#### Task to carry out:
Say how many lines of the data below have the word "Periodic" in them. Add nothing else.

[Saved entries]
* * *

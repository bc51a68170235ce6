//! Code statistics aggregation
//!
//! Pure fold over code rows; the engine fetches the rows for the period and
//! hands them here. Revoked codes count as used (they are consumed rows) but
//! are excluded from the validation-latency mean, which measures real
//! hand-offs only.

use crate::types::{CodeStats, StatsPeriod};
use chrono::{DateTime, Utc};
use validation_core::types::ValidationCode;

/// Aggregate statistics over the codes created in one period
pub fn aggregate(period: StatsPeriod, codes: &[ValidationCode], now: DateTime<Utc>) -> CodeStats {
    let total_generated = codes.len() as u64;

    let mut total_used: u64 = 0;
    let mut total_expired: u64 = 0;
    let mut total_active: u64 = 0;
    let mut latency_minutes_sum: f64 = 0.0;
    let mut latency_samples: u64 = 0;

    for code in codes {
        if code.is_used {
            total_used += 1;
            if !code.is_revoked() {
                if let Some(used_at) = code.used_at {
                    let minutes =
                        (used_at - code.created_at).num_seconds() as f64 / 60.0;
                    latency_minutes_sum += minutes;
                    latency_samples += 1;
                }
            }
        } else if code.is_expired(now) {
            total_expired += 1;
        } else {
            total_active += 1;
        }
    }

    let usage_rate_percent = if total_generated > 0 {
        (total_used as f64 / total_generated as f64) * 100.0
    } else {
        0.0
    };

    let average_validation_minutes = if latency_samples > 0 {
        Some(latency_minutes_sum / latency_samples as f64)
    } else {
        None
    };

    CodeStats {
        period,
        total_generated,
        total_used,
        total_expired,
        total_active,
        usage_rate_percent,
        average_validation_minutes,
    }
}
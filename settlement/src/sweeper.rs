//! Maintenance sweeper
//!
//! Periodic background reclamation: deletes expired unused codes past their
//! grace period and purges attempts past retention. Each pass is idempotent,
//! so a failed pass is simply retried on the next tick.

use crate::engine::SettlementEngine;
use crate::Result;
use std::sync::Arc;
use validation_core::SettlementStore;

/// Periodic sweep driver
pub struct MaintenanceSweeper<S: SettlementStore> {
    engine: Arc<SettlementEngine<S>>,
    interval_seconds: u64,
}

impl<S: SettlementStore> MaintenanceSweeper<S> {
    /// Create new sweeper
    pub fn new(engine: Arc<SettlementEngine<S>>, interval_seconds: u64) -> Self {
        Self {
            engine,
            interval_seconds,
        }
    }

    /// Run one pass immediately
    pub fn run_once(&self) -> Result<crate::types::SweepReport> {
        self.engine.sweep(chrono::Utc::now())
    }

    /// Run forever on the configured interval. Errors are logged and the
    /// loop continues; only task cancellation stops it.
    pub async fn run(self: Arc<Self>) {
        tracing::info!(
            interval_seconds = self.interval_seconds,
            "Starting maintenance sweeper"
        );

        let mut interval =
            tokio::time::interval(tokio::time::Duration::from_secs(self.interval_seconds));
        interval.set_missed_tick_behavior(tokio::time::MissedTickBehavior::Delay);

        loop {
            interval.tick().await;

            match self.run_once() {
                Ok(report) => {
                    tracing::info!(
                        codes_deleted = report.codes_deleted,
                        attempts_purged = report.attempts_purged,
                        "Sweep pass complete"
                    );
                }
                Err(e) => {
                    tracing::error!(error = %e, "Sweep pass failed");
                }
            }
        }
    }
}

* * *

#### Problem solution:
2